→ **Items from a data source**
= Beginning of Section =
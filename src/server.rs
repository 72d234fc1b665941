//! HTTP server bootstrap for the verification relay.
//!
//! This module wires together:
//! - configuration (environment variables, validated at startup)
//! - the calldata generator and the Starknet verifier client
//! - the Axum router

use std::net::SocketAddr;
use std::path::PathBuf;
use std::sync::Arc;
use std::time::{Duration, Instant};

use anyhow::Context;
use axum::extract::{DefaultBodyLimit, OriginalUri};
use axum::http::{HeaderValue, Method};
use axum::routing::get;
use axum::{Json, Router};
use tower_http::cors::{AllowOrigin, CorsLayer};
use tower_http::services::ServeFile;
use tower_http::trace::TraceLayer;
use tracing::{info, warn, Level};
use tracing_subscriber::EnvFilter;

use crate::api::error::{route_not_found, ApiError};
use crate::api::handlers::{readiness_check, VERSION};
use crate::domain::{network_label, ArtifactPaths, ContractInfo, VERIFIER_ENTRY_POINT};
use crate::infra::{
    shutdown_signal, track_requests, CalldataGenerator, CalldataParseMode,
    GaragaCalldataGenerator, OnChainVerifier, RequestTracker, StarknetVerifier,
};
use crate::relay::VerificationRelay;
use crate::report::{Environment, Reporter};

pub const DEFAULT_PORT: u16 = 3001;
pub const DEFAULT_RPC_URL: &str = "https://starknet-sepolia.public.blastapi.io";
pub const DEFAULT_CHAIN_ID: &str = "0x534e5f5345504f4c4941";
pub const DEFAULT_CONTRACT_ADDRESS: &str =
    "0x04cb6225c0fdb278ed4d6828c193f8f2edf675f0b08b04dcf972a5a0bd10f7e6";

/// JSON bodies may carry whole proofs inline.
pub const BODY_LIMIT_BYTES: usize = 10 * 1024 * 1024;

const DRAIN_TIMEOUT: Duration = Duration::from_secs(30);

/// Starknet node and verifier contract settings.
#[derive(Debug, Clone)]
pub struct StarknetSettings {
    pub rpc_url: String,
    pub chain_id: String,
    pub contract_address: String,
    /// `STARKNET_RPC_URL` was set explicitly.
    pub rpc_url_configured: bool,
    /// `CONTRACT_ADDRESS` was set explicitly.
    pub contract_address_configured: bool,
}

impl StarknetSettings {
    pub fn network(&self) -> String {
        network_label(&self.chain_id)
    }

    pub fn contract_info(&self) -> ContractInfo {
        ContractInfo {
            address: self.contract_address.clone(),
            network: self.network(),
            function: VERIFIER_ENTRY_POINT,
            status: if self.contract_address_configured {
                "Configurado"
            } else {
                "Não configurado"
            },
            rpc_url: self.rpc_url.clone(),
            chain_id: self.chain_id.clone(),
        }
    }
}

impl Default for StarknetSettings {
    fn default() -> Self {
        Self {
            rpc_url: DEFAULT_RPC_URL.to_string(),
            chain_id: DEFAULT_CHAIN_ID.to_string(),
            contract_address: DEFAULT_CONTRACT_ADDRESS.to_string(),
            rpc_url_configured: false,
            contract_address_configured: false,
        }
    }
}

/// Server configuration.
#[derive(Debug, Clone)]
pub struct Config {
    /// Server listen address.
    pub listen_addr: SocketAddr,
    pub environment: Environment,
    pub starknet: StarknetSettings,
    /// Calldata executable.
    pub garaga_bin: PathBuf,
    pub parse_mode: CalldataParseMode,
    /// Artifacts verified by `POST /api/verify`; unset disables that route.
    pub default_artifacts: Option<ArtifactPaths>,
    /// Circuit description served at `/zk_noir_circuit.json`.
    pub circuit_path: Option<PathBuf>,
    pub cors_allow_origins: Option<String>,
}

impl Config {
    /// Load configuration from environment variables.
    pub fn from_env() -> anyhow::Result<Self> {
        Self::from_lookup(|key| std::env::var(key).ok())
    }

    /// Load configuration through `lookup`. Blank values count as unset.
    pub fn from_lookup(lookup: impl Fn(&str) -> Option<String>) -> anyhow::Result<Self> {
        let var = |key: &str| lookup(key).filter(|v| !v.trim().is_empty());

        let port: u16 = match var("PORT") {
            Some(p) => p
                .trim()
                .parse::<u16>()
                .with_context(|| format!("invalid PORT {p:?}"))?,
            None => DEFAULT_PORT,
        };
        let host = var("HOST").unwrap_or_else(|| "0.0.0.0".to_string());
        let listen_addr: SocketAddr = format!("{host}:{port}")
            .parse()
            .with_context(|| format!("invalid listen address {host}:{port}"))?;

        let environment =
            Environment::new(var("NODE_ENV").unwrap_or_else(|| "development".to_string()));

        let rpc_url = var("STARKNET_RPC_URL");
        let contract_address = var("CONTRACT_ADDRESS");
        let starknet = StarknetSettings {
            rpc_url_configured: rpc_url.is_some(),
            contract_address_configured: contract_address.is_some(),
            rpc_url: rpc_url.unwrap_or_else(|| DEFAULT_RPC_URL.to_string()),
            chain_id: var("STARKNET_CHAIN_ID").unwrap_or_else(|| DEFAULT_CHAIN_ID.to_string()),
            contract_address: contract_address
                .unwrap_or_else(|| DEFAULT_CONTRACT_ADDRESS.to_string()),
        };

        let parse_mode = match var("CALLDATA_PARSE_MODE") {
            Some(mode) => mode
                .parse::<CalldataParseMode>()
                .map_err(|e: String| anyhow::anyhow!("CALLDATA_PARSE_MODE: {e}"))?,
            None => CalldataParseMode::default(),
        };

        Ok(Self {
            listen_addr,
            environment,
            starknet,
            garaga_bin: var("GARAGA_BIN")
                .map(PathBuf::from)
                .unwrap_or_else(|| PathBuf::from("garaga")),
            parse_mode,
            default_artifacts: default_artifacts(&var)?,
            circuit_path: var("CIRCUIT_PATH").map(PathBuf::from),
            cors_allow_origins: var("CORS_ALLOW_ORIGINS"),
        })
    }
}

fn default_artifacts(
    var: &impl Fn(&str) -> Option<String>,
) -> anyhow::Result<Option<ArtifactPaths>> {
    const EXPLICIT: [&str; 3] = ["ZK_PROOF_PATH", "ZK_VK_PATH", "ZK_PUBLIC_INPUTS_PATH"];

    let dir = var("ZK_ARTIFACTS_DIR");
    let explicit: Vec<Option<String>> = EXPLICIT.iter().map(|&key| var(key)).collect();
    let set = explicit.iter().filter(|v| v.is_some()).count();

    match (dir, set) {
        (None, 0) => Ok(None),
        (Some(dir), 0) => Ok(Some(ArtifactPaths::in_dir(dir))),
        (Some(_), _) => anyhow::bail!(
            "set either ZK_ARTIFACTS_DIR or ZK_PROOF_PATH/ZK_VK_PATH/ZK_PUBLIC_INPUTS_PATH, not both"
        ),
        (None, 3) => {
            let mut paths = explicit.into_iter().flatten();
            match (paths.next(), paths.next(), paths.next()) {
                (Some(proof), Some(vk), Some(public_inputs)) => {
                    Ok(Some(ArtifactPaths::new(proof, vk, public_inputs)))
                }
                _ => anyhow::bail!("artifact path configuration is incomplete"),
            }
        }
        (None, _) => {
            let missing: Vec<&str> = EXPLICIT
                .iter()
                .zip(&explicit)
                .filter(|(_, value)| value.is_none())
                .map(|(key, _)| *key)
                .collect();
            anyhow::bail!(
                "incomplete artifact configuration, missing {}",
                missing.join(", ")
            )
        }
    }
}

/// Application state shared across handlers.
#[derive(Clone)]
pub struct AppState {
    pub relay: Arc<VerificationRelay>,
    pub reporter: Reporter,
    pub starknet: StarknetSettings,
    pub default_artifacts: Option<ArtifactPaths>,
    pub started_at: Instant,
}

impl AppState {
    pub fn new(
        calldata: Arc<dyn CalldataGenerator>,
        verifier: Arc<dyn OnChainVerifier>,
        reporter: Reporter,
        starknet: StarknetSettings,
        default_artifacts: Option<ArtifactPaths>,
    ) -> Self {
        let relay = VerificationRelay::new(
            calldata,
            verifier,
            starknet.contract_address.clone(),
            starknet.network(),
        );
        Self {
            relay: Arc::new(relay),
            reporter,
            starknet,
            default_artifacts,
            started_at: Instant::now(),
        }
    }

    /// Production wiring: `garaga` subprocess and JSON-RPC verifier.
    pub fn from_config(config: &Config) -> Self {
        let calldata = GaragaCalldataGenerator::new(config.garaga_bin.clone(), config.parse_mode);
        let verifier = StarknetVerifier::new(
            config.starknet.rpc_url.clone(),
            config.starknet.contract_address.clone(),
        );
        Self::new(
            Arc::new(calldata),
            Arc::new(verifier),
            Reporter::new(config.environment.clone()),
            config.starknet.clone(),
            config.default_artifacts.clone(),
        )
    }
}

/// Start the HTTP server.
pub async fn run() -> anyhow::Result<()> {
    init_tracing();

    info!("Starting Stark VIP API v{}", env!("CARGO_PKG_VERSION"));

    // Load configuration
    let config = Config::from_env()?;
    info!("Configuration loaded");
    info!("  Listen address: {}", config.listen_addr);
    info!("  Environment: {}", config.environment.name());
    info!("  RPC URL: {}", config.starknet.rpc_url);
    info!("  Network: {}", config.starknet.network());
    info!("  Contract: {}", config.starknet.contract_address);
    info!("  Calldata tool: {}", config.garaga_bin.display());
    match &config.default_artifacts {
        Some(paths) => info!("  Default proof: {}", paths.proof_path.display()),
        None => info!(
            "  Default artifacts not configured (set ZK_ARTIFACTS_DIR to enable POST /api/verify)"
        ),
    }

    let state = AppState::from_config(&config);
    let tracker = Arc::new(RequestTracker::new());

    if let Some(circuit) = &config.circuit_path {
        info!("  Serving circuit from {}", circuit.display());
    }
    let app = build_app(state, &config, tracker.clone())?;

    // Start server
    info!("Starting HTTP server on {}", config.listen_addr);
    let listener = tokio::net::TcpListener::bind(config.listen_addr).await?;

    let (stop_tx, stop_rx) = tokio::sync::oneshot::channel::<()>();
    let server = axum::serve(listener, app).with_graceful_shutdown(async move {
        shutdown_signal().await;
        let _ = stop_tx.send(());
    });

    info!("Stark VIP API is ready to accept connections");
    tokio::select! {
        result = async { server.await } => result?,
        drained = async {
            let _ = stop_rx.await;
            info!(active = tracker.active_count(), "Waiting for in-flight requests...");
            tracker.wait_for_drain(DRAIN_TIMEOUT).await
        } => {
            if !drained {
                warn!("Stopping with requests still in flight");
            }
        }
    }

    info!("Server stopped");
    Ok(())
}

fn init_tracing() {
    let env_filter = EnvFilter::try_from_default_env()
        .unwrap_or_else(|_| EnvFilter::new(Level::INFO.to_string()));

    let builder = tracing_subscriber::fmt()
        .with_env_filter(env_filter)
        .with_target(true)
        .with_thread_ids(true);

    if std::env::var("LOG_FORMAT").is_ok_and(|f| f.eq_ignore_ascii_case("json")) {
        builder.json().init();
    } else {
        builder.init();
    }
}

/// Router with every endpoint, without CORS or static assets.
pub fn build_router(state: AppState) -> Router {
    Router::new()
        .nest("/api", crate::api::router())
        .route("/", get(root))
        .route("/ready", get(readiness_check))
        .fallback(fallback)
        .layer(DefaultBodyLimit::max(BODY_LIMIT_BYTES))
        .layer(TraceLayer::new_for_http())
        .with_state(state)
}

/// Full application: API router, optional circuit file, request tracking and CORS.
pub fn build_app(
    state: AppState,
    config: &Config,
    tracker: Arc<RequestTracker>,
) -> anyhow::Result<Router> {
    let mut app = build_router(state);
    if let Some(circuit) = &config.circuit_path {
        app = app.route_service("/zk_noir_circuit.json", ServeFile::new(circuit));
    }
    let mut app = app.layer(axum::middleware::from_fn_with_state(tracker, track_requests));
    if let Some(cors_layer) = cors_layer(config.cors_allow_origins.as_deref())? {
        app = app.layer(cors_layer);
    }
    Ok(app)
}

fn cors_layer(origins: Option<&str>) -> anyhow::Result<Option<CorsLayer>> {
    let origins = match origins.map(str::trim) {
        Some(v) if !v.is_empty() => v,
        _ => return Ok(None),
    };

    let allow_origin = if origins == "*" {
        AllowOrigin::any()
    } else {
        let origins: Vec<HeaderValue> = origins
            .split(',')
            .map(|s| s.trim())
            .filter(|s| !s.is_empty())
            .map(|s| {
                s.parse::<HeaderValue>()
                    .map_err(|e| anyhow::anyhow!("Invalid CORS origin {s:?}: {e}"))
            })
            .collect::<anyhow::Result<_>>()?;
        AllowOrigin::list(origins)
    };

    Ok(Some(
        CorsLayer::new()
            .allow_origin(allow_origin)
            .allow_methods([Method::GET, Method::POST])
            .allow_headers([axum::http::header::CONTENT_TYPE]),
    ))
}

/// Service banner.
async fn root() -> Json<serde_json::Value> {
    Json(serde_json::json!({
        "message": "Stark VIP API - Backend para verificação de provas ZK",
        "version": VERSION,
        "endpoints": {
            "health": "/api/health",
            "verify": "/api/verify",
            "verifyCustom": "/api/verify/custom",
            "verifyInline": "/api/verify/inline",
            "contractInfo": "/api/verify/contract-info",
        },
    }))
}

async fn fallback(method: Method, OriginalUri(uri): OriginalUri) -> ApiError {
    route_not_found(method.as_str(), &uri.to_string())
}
= End of Section =
→ **EXERCISE BRIEF**
Output the line containing "API - Backend" and all lines after it to the end of the records, exactly as given.

→ **FINISHED EXERCISE**
        "message": "Stark VIP API - Backend para verificação de provas ZK",
        "version": VERSION,
        "endpoints": {
            "health": "/api/health",
            "verify": "/api/verify",
            "verifyCustom": "/api/verify/custom",
            "verifyInline": "/api/verify/inline",
            "contractInfo": "/api/verify/contract-info",
        },
    }))
}

async fn fallback(method: Method, OriginalUri(uri): OriginalUri) -> ApiError {
    route_not_found(method.as_str(), &uri.to_string())
}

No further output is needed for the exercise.